Trois question à Éliane Corrin

PRIX ANNIE ET CHARLES CORRIN POUR
L’ENSEIGNEMENT ET L’HISTOIRE DE LA SHOAH

ENTRETIEN par Sarah Rozenblum

Pouvez-vous nous expliquer ce qu’est le prix Annie et Charles Corrin ?

Permettez-moi d’abord d’évoquer l’histoire de mon père, Charles Corrin. Il est né le 25 mars 1925 à Ostrowiec en Pologne. Le 10 octobre 1942, alors que les Juifs de d’Ostrowiec sont déportés à Treblinka, mon père parvient à rejoindre un groupe d’hommes sélectionnés pour travailler dans l’usine locale. Au printemps 1944, il est déporté à Auschwitz, où il survivra. Il est évacué du camp en janvier 1945 et participe à la Marche de la mort. Il survit encore cinq mois à Buchenwald, puis Theresienstadt, pour être finalement libéré en mai 1945 et émigrer à Paris l’année suivante. Mon père avait à cœur de perpétuer le souvenir de la Shoah. Il faisait souvent un rêve dans lequel il était assis en cercle, avec des amis, et témoignait de ce qu’il avait vécu en déportation.
Un jour, après avoir été menacé de mort, il décide d’œuvrer à la perpétuation de la mémoire du Génocide. Il ne comprenait pas que l’on occulte le sujet dans les écoles. Pour lui, il était essentiel d’agir auprès des jeunes et de prendre appuis sur l’école. Il crée en 1989 le Prix Annie et Charles Corrin, sous l’égide du Fonds Social Juif Unifié. Soutenu par le ministère de l’Éducation nationale, le prix récompense un projet pédagogique mené dans un cadre scolaire ou associatif autour de l’enseignement de la Shoah. Le Jury compte plusieurs personnalités issues du monde de l’éducation et de la communauté des historiens. Il a, depuis sa création, été présidé par André Fossard, Simone Veil et Boris Cyrulnik.
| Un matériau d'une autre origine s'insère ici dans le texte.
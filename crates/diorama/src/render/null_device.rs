//! Headless graphics device
//!
//! [`NullDevice`] implements [`GraphicsDevice`] without any GPU behind it.
//! It issues handles, tracks which ones are live, and counts what the
//! renderer asked for, which is enough to run scenes in tests and in
//! windowless environments while still catching protocol mistakes such as
//! stale handles or uniforms pushed with no program bound.

use crate::assets::ImageData;
use crate::foundation::math::{Mat4, Vec3};
use crate::render::device::{
    BufferHandle, DeviceResult, GraphicsDevice, ProgramHandle, RenderError, TextureHandle,
};
use crate::render::mesh::Vertex;
use std::collections::HashSet;

/// Counters accumulated by a [`NullDevice`] over its lifetime
#[derive(Debug, Clone, Default)]
pub struct DeviceStats {
    /// Vertex and index buffers created
    pub buffers_created: usize,
    /// Textures created
    pub textures_created: usize,
    /// Programs compiled
    pub programs_created: usize,
    /// Indexed draw calls issued
    pub draw_calls: usize,
    /// Triangles covered by those draw calls
    pub triangles_drawn: usize,
    /// Uniform writes of any type
    pub uniform_writes: usize,
    /// Texture bind calls
    pub texture_binds: usize,
    /// Frame clears
    pub clears: usize,
}

/// A [`GraphicsDevice`] that draws nothing and remembers everything
#[derive(Debug, Default)]
pub struct NullDevice {
    next_handle: u64,
    buffers: HashSet<u64>,
    textures: HashSet<u64>,
    programs: HashSet<u64>,
    bound_program: Option<ProgramHandle>,
    stats: DeviceStats,
}

impl NullDevice {
    /// Create a device with no live resources
    pub fn new() -> Self {
        Self::default()
    }

    /// Counters accumulated so far
    pub fn stats(&self) -> &DeviceStats {
        &self.stats
    }

    /// Number of buffers, textures, and programs still live
    pub fn live_resources(&self) -> usize {
        self.buffers.len() + self.textures.len() + self.programs.len()
    }

    fn issue(&mut self) -> u64 {
        self.next_handle += 1;
        self.next_handle
    }

    fn check(set: &HashSet<u64>, kind: &'static str, id: u64) -> DeviceResult<()> {
        if set.contains(&id) {
            Ok(())
        } else {
            Err(RenderError::UnknownHandle { kind, id })
        }
    }

    fn uniform_target(&mut self, name: &str) -> DeviceResult<()> {
        if self.bound_program.is_none() {
            return Err(RenderError::NoProgramBound(name.to_owned()));
        }
        self.stats.uniform_writes += 1;
        Ok(())
    }
}

impl GraphicsDevice for NullDevice {
    fn create_vertex_buffer(&mut self, vertices: &[Vertex]) -> DeviceResult<BufferHandle> {
        let id = self.issue();
        self.buffers.insert(id);
        self.stats.buffers_created += 1;
        log::trace!("null device: vertex buffer {id} ({} vertices)", vertices.len());
        Ok(BufferHandle(id))
    }

    fn create_index_buffer(&mut self, indices: &[u32]) -> DeviceResult<BufferHandle> {
        let id = self.issue();
        self.buffers.insert(id);
        self.stats.buffers_created += 1;
        log::trace!("null device: index buffer {id} ({} indices)", indices.len());
        Ok(BufferHandle(id))
    }

    fn destroy_buffer(&mut self, buffer: BufferHandle) -> DeviceResult<()> {
        Self::check(&self.buffers, "buffer", buffer.0)?;
        self.buffers.remove(&buffer.0);
        Ok(())
    }

    fn create_texture(&mut self, image: &ImageData) -> DeviceResult<TextureHandle> {
        let id = self.issue();
        self.textures.insert(id);
        self.stats.textures_created += 1;
        log::trace!(
            "null device: texture {id} ({}x{})",
            image.width,
            image.height
        );
        Ok(TextureHandle(id))
    }

    fn destroy_texture(&mut self, texture: TextureHandle) -> DeviceResult<()> {
        Self::check(&self.textures, "texture", texture.0)?;
        self.textures.remove(&texture.0);
        Ok(())
    }

    fn create_program(
        &mut self,
        _vertex_source: &str,
        _fragment_source: &str,
    ) -> DeviceResult<ProgramHandle> {
        let id = self.issue();
        self.programs.insert(id);
        self.stats.programs_created += 1;
        Ok(ProgramHandle(id))
    }

    fn destroy_program(&mut self, program: ProgramHandle) -> DeviceResult<()> {
        Self::check(&self.programs, "program", program.0)?;
        self.programs.remove(&program.0);
        if self.bound_program == Some(program) {
            self.bound_program = None;
        }
        Ok(())
    }

    fn bind_program(&mut self, program: ProgramHandle) -> DeviceResult<()> {
        Self::check(&self.programs, "program", program.0)?;
        self.bound_program = Some(program);
        Ok(())
    }

    fn set_uniform_f32(&mut self, name: &str, _value: f32) -> DeviceResult<()> {
        self.uniform_target(name)
    }

    fn set_uniform_i32(&mut self, name: &str, _value: i32) -> DeviceResult<()> {
        self.uniform_target(name)
    }

    fn set_uniform_vec3(&mut self, name: &str, _value: Vec3) -> DeviceResult<()> {
        self.uniform_target(name)
    }

    fn set_uniform_mat4(&mut self, name: &str, _value: &Mat4) -> DeviceResult<()> {
        self.uniform_target(name)
    }

    fn bind_texture(&mut self, _unit: u32, texture: TextureHandle) -> DeviceResult<()> {
        Self::check(&self.textures, "texture", texture.0)?;
        self.stats.texture_binds += 1;
        Ok(())
    }

    fn draw_indexed(
        &mut self,
        vertices: BufferHandle,
        indices: BufferHandle,
        index_count: u32,
    ) -> DeviceResult<()> {
        Self::check(&self.buffers, "buffer", vertices.0)?;
        Self::check(&self.buffers, "buffer", indices.0)?;
        if self.bound_program.is_none() {
            return Err(RenderError::NoProgramBound("draw".to_owned()));
        }
        self.stats.draw_calls += 1;
        self.stats.triangles_drawn += index_count as usize / 3;
        Ok(())
    }

    fn set_depth_test(&mut self, _enabled: bool) {}

    fn set_backface_culling(&mut self, _enabled: bool) {}

    fn clear(&mut self, _color: [f32; 4]) {
        self.stats.clears += 1;
    }
}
Le prix veut-être « Le rendez-vous de tous ceux, jeunes et adultes, qui auront choisi la vérité contre le mensonge, la mémoire contre l’oubli ». Quels sont les enjeux pédagogiques de ce prix ?

Pour moi, le fait d’apprivoiser l’horreur et de pouvoir en parler constitue un rempart contre la violence. Étudier la Shoah, c’est affronter cette béance, ce vide incompressible laissé par le Génocide. C’est également, pour ces enfants, affronter l’une des peurs premières de l’existence : celle de la disparition, de l’anéantissement et de la mort ; autant de thèmes qu’il est difficile mais essentiel d’aborder dès le lycée. Nos sociétés modernes ont effacé la mort et l’ont confinée aux marges de nos esprits. La participation au Prix leur permet d’affronter le thème de la disparition et de conjurer la peur de disparaître.
Le nombre de participants a évolué au grès de l’actualité géopolitique. Au début des années 2000, nous n’avons enregistré qu’une quinzaine d’écoles participantes. Nous avons cru, par moments, que le Prix allait cesser faute de participants. Il a toutefois survécu sans que le « politique » ne parvienne à s’immiscer. L’édition 2017 a enregistré plus de trente écoles participantes, ce qui a de quoi nous réjouir. Dans un contexte marqué par la banalisation des actes antisémites et la relativisation de la Shoah, il nous importe que l’initiative perdure.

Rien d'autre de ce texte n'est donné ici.